Well, let dorfs have their dreams of dragon intestines, roc eggs or giant sperm whale eyes. Let it be a big morale boost if it even happen to be fulfilled some day.

Among with that, let they prefer to consume somewhat like "salty chewy meat" (okay, along with preference with beer) or "fresh tasteless soft cheese" (and generic wine, bearded sommeliers). Let prepared food characteristics reflect cook preferences with some deviations. Say, cook with "fresh spiced bitter" prefs prepare "salty spiced bitter", "fresh tasteless bitter", "fresh cpiced sweet" and so. If dorf consumes something, which mainly (>0.66) overlaps with his preferences, it fulfills the need; full overlap generates happy thougnt with boost based on quality.

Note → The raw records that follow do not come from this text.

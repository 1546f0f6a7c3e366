pub mod email;
pub mod ident;
pub mod memory;
pub mod repo;
pub mod state;

use std::sync::Arc;

use async_trait::async_trait;
use serde_json::Value;

pub use email::EmailRecord;
pub use ident::{gen_email_id, EmailId};
pub use repo::EmailRepo;
pub use state::{ChangeType, ObjectType, StateTracker};

#[derive(Debug, thiserror::Error)]
pub enum StoreError {
    #[error("record not found")]
    NotFound,
    #[error("transaction precondition failed")]
    ConditionFailed,
    #[error("storage failure: {0}")]
    Internal(String),
}

/// Primary key of one record: the account is the partition, everything
/// else lives in the typed sort key.
#[derive(Debug, Clone, PartialEq, Eq, PartialOrd, Ord, Hash)]
pub struct ItemKey {
    pub partition: String,
    pub sort: String,
}

impl ItemKey {
    pub fn new(partition: impl Into<String>, sort: impl Into<String>) -> Self {
        Self {
            partition: partition.into(),
            sort: sort.into(),
        }
    }
}

#[derive(Debug, Clone, PartialEq, Eq)]
pub enum Precondition {
    None,
    /// The record must not exist yet.
    Absent,
    /// The named integer field must equal the expected value; a record
    /// that does not exist counts as the field being 0.
    FieldEquals(&'static str, i64),
}

/// One entry of an atomic write bundle.
#[derive(Debug, Clone)]
pub enum WriteItem {
    Put {
        key: ItemKey,
        value: Value,
        precondition: Precondition,
    },
    Delete {
        key: ItemKey,
    },
    /// Numeric adds over integer fields, creating the record when
    /// absent.
    Add {
        key: ItemKey,
        fields: Vec<(&'static str, i64)>,
    },
}

/// Contract over the record store. The engine only needs point reads,
/// sort-prefix queries within one partition, field merges, and a
/// conditional multi-record atomic write; which engine provides that is
/// a deployment concern.
#[async_trait]
pub trait Store: Send + Sync {
    async fn get(&self, key: &ItemKey) -> Result<Option<Value>, StoreError>;

    async fn query_prefix(
        &self,
        partition: &str,
        sort_prefix: &str,
    ) -> Result<Vec<(ItemKey, Value)>, StoreError>;

    /// Apply every item or none. Any violated precondition fails the
    /// whole bundle with [`StoreError::ConditionFailed`].
    async fn transact_write(&self, items: Vec<WriteItem>) -> Result<(), StoreError>;

    /// Merge fields into an existing record.
    async fn update_fields(
        &self,
        key: &ItemKey,
        fields: Vec<(&'static str, Value)>,
    ) -> Result<(), StoreError>;
}

pub type DynStore = Arc<dyn Store>;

as i see it, this way we can somehow fix current situation with some vantages:
- changes affect only prepared food, not each and every of possible ingredients
- there is no need to dive into sea of world-generated civ food traditions
- it isn't introduce deep micromanagement with recipes like "prepare 10 stacks of (cat meat)+(cave wheat flour)+(strawberry) for that unhappy peasant"
- it still need some management with assigning labors to suitable citizens and not trivial overall

well, there are still bigger problem with dorfs doing nothing to fulfill their needs (i.e. not consuming preferred food if there are sweet old raw plump helmets available), but its slightly out of topic.